§ **The problem**
Check each line of the entries below for the string "allocate"; copy every line where it appears.

§ **Provided material**

use std::env;
use std::ops::Range;
use std::process::{Command, ExitStatus};

use crate::error::{Error, Result};

use super::misc::run_inherited;

/// Accepted CPU counts; 64 is advertised but rejected
const CPUS: Range<i64> = 1..64;
/// Accepted GPU counts; 8 is advertised but rejected
const GPUS: Range<i64> = 0..8;

/// Interactive allocation on a single node via `salloc`/`srun`
#[derive(Clone, Debug, PartialEq)]
pub struct Allocation {
    /// Node to allocate, e.g. `node010`
    pub node: String,
    /// CPUs per task (`-c`)
    pub cpus: i64,
    /// Memory in Slurm notation, e.g. `32G`
    pub memory: String,
    /// GPUs requested through `--gres=gpu:N`
    pub gpus: i64,
    /// Account charged for the allocation (`-A`)
    pub account: String,
    /// Reservation to allocate from
    pub reservation: String,
}

impl Allocation {
    /// Allocation of `node` using the LIPS defaults
    pub fn new(node: impl Into<String>) -> Self {
        Self {
            node: node.into(),
            cpus: 1,
            memory: "32G".to_string(),
            gpus: 0,
            account: "lips".to_string(),
            reservation: "lips-interactive".to_string(),
        }
    }

    /// Checks CPU and GPU counts against what the reservation allows
    pub fn validate(&self) -> Result<()> {
        check_range("cpus", self.cpus, CPUS)?;
        check_range("gpus", self.gpus, GPUS)
    }

    /// Arguments for `salloc`, ending in an `srun` of `shell` as login shell
    pub fn args(&self, shell: &str) -> Vec<String> {
        vec![
            format!("--gres=gpu:{}", self.gpus),
            "-c".to_string(),
            self.cpus.to_string(),
            "-A".to_string(),
            self.account.clone(),
            format!("--reservation={}", self.reservation),
            format!("--nodelist={}", self.node),
            format!("--mem={}", self.memory),
            "srun".to_string(),
            "--pty".to_string(),
            shell.to_string(),
            "-l".to_string(),
        ]
    }

    /// Validates the request and builds the `salloc` invocation using `$SHELL`
    pub fn command(&self) -> Result<Command> {
        self.validate()?;
        let shell = env::var("SHELL").map_err(|source| Error::MissingEnv {
            name: "SHELL",
            source,
        })?;

        let mut command = Command::new("salloc");
        command.args(self.args(&shell));

        Ok(command)
    }

    /// Blocks until the interactive session ends
    pub fn run(&self) -> Result<ExitStatus> {
        run_inherited(self.command()?)
    }
}

fn check_range(field: &'static str, value: i64, range: Range<i64>) -> Result<()> {
    if range.contains(&value) {
        Ok(())
    } else {
        Err(Error::OutOfRange {
            field,
            value,
            min: range.start,
            max: range.end,
        })
    }
}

§ **Output of the exercise**
    /// Node to allocate, e.g. `node010`
    /// Reservation to allocate from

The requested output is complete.